Saved entries
[Start of section]
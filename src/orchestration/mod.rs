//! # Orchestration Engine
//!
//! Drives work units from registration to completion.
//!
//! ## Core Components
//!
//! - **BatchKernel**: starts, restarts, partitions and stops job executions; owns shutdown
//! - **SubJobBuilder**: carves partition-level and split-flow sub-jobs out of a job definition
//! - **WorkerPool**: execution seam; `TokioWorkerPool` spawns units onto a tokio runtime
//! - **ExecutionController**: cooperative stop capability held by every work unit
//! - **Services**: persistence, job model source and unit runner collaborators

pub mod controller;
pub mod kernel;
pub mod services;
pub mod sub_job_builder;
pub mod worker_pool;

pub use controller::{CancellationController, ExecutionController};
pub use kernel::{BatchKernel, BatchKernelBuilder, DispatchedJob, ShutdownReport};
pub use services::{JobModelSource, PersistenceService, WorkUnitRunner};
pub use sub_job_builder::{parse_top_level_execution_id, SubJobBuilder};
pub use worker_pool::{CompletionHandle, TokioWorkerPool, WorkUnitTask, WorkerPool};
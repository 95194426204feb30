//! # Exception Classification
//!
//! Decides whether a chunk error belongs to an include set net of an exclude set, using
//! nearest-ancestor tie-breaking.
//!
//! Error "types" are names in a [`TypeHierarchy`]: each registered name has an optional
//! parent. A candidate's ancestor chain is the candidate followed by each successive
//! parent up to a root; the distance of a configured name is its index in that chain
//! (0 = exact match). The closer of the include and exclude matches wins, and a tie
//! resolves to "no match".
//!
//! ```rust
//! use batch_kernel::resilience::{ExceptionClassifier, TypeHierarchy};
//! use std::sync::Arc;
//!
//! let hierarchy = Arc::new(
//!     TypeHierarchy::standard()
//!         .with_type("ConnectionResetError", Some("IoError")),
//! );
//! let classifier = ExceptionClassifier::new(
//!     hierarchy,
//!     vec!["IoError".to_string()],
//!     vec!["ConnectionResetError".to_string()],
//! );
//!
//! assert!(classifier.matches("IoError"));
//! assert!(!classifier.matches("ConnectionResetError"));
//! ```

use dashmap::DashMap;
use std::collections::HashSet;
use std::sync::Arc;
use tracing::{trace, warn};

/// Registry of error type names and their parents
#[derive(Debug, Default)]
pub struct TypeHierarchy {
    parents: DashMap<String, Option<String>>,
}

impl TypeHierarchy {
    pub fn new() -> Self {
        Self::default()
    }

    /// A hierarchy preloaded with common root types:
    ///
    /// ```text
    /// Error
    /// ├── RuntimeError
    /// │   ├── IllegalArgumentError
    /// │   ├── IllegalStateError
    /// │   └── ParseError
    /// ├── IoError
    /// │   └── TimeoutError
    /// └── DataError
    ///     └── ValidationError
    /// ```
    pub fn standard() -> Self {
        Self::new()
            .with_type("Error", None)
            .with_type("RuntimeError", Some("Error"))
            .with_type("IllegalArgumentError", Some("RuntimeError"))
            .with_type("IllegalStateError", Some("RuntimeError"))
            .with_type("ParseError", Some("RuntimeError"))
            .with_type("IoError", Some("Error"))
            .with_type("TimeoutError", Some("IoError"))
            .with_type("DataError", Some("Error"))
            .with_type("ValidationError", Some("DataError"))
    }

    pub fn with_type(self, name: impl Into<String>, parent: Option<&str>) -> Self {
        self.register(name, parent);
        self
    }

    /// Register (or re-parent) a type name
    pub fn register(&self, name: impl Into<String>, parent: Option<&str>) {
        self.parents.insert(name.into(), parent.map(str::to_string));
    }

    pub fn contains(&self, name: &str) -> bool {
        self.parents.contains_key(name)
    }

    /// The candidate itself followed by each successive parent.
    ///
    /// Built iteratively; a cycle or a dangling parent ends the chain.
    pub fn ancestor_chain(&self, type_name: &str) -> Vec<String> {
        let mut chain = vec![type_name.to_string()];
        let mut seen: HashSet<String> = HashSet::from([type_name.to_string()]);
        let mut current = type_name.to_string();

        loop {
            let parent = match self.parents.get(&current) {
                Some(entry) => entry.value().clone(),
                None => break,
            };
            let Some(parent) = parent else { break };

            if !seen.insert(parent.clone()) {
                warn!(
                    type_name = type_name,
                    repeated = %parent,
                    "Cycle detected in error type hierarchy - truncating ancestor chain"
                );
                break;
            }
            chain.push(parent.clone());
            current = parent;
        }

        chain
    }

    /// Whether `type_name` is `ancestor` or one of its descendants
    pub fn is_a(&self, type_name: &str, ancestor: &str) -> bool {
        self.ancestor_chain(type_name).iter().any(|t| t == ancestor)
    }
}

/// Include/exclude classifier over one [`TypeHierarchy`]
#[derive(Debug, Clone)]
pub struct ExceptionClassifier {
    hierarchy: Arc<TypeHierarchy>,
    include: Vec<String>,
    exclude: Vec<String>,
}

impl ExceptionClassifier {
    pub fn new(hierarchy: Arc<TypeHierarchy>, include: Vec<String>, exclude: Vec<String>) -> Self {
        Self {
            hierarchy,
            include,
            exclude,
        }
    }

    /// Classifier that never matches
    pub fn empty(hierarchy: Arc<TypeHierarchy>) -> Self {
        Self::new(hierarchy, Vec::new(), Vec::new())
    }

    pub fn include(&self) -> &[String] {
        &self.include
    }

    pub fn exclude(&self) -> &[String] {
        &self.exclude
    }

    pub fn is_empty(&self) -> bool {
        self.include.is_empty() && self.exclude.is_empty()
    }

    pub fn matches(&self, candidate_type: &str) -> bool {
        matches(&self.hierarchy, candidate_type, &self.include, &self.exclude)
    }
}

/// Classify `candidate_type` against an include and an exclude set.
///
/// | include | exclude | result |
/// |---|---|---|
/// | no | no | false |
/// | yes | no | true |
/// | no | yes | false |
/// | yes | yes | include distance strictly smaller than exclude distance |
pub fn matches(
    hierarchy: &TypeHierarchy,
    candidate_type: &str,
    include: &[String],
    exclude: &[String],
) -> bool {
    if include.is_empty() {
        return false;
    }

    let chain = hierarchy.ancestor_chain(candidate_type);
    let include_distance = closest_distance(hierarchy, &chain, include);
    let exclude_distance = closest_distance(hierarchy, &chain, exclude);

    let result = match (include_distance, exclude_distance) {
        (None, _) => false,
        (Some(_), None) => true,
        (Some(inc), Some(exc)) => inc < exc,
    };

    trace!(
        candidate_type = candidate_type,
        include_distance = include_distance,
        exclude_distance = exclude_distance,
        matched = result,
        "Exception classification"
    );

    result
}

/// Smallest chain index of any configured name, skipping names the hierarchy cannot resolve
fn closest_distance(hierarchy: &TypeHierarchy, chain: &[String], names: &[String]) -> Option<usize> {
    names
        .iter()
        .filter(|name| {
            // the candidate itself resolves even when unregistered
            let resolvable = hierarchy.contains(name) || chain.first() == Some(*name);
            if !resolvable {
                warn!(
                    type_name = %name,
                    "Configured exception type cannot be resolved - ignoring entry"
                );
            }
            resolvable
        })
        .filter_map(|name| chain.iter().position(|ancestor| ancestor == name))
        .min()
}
[End of section]
Count the lines of the data that include the string "matches", and give only that number.

Completed exercise |
7